> AIM OF THE EXERCISE
Would you reproduce every line of the material exactly?

> DATA PROVIDED
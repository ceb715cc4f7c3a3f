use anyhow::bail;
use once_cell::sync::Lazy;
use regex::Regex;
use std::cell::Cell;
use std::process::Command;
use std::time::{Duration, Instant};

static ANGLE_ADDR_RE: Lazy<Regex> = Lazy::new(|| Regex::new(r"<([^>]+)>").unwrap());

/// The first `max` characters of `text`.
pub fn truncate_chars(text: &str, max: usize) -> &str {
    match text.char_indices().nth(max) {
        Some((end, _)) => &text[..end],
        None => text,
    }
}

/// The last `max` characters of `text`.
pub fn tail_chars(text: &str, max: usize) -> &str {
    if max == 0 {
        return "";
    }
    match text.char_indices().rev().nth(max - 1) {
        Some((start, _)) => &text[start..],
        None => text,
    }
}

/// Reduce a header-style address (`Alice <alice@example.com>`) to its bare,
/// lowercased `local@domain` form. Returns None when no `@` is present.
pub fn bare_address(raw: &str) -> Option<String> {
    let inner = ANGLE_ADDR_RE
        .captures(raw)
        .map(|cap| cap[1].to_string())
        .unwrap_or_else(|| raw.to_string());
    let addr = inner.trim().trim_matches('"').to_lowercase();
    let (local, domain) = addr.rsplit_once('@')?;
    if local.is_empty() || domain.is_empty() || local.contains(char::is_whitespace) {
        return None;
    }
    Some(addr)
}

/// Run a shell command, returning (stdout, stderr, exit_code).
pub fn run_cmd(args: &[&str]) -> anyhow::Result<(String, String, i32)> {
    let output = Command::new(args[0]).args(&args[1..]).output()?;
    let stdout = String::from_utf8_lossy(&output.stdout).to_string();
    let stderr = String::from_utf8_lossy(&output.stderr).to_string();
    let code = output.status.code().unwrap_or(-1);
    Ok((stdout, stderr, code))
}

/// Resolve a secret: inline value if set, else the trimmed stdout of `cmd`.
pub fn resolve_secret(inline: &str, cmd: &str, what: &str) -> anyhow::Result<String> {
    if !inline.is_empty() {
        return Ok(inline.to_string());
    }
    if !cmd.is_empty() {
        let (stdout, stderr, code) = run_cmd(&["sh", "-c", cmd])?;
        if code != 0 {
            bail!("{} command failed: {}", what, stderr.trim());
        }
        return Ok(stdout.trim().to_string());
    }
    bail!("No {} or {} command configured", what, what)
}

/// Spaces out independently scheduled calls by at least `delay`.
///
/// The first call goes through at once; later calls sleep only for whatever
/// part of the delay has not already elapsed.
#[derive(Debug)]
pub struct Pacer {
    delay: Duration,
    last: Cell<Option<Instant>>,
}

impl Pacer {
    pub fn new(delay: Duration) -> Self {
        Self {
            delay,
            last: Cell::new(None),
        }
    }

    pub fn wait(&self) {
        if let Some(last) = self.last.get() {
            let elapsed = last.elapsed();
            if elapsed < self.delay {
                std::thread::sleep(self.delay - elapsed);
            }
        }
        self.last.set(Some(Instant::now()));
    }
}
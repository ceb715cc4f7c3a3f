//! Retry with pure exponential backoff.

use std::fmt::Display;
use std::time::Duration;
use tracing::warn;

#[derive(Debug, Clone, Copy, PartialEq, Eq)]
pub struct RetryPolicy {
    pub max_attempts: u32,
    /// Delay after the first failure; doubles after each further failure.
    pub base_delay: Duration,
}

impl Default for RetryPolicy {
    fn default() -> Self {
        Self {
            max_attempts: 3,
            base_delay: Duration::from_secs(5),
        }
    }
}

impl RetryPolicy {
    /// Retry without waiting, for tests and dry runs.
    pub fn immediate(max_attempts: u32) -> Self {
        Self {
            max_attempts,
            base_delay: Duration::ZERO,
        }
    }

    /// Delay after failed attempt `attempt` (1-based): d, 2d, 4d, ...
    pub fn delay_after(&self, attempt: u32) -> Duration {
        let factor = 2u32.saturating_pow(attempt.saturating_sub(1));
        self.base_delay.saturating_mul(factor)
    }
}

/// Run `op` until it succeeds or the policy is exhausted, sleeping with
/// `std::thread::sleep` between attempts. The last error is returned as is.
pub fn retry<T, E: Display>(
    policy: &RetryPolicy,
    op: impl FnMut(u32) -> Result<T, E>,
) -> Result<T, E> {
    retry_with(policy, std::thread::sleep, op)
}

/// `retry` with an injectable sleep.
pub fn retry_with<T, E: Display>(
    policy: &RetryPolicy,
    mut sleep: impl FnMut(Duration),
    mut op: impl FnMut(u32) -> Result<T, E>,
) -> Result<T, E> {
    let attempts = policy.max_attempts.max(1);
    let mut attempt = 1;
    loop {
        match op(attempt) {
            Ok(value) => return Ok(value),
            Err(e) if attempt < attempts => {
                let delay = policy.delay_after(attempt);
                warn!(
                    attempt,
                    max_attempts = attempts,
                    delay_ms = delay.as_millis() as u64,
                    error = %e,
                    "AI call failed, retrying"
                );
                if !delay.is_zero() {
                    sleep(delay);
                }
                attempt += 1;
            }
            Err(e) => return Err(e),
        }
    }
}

> REPLY
repository ceb715cc4f7c3a3f
use anyhow::bail;
use once_cell::sync::Lazy;
use regex::Regex;
use std::cell::Cell;
use std::process::Command;
use std::time::{Duration, Instant};

static ANGLE_ADDR_RE: Lazy<Regex> = Lazy::new(|| Regex::new(r"<([^>]+)>").unwrap());

/// The first `max` characters of `text`.
pub fn truncate_chars(text: &str, max: usize) -> &str {
    match text.char_indices().nth(max) {
        Some((end, _)) => &text[..end],
        None => text,
    }
}

/// The last `max` characters of `text`.
pub fn tail_chars(text: &str, max: usize) -> &str {
    if max == 0 {
        return "";
    }
    match text.char_indices().rev().nth(max - 1) {
        Some((start, _)) => &text[start..],
        None => text,
    }
}

/// Reduce a header-style address (`Alice <alice@example.com>`) to its bare,
/// lowercased `local@domain` form. Returns None when no `@` is present.
pub fn bare_address(raw: &str) -> Option<String> {
    let inner = ANGLE_ADDR_RE
        .captures(raw)
        .map(|cap| cap[1].to_string())
        .unwrap_or_else(|| raw.to_string());
    let addr = inner.trim().trim_matches('"').to_lowercase();
    let (local, domain) = addr.rsplit_once('@')?;
    if local.is_empty() || domain.is_empty() || local.contains(char::is_whitespace) {
        return None;
    }
    Some(addr)
}

/// Run a shell command, returning (stdout, stderr, exit_code).
pub fn run_cmd(args: &[&str]) -> anyhow::Result<(String, String, i32)> {
    let output = Command::new(args[0]).args(&args[1..]).output()?;
    let stdout = String::from_utf8_lossy(&output.stdout).to_string();
    let stderr = String::from_utf8_lossy(&output.stderr).to_string();
    let code = output.status.code().unwrap_or(-1);
    Ok((stdout, stderr, code))
}

/// Resolve a secret: inline value if set, else the trimmed stdout of `cmd`.
pub fn resolve_secret(inline: &str, cmd: &str, what: &str) -> anyhow::Result<String> {
    if !inline.is_empty() {
        return Ok(inline.to_string());
    }
    if !cmd.is_empty() {
        let (stdout, stderr, code) = run_cmd(&["sh", "-c", cmd])?;
        if code != 0 {
            bail!("{} command failed: {}", what, stderr.trim());
        }
        return Ok(stdout.trim().to_string());
    }
    bail!("No {} or {} command configured", what, what)
}

/// Spaces out independently scheduled calls by at least `delay`.
///
/// The first call goes through at once; later calls sleep only for whatever
/// part of the delay has not already elapsed.
#[derive(Debug)]
pub struct Pacer {
    delay: Duration,
    last: Cell<Option<Instant>>,
}

impl Pacer {
    pub fn new(delay: Duration) -> Self {
        Self {
            delay,
            last: Cell::new(None),
        }
    }

    pub fn wait(&self) {
        if let Some(last) = self.last.get() {
            let elapsed = last.elapsed();
            if elapsed < self.delay {
                std::thread::sleep(self.delay - elapsed);
            }
        }
        self.last.set(Some(Instant::now()));
    }
}
repository ceb715cc4f7c3a3f
//! Retry with pure exponential backoff.

use std::fmt::Display;
use std::time::Duration;
use tracing::warn;

#[derive(Debug, Clone, Copy, PartialEq, Eq)]
pub struct RetryPolicy {
    pub max_attempts: u32,
    /// Delay after the first failure; doubles after each further failure.
    pub base_delay: Duration,
}

impl Default for RetryPolicy {
    fn default() -> Self {
        Self {
            max_attempts: 3,
            base_delay: Duration::from_secs(5),
        }
    }
}

impl RetryPolicy {
    /// Retry without waiting, for tests and dry runs.
    pub fn immediate(max_attempts: u32) -> Self {
        Self {
            max_attempts,
            base_delay: Duration::ZERO,
        }
    }

    /// Delay after failed attempt `attempt` (1-based): d, 2d, 4d, ...
    pub fn delay_after(&self, attempt: u32) -> Duration {
        let factor = 2u32.saturating_pow(attempt.saturating_sub(1));
        self.base_delay.saturating_mul(factor)
    }
}

/// Run `op` until it succeeds or the policy is exhausted, sleeping with
/// `std::thread::sleep` between attempts. The last error is returned as is.
pub fn retry<T, E: Display>(
    policy: &RetryPolicy,
    op: impl FnMut(u32) -> Result<T, E>,
) -> Result<T, E> {
    retry_with(policy, std::thread::sleep, op)
}

/// `retry` with an injectable sleep.
pub fn retry_with<T, E: Display>(
    policy: &RetryPolicy,
    mut sleep: impl FnMut(Duration),
    mut op: impl FnMut(u32) -> Result<T, E>,
) -> Result<T, E> {
    let attempts = policy.max_attempts.max(1);
    let mut attempt = 1;
    loop {
        match op(attempt) {
            Ok(value) => return Ok(value),
            Err(e) if attempt < attempts => {
                let delay = policy.delay_after(attempt);
                warn!(
                    attempt,
                    max_attempts = attempts,
                    delay_ms = delay.as_millis() as u64,
                    error = %e,
                    "AI call failed, retrying"
                );
                if !delay.is_zero() {
                    sleep(delay);
                }
                attempt += 1;
            }
            Err(e) => return Err(e),
        }
    }
}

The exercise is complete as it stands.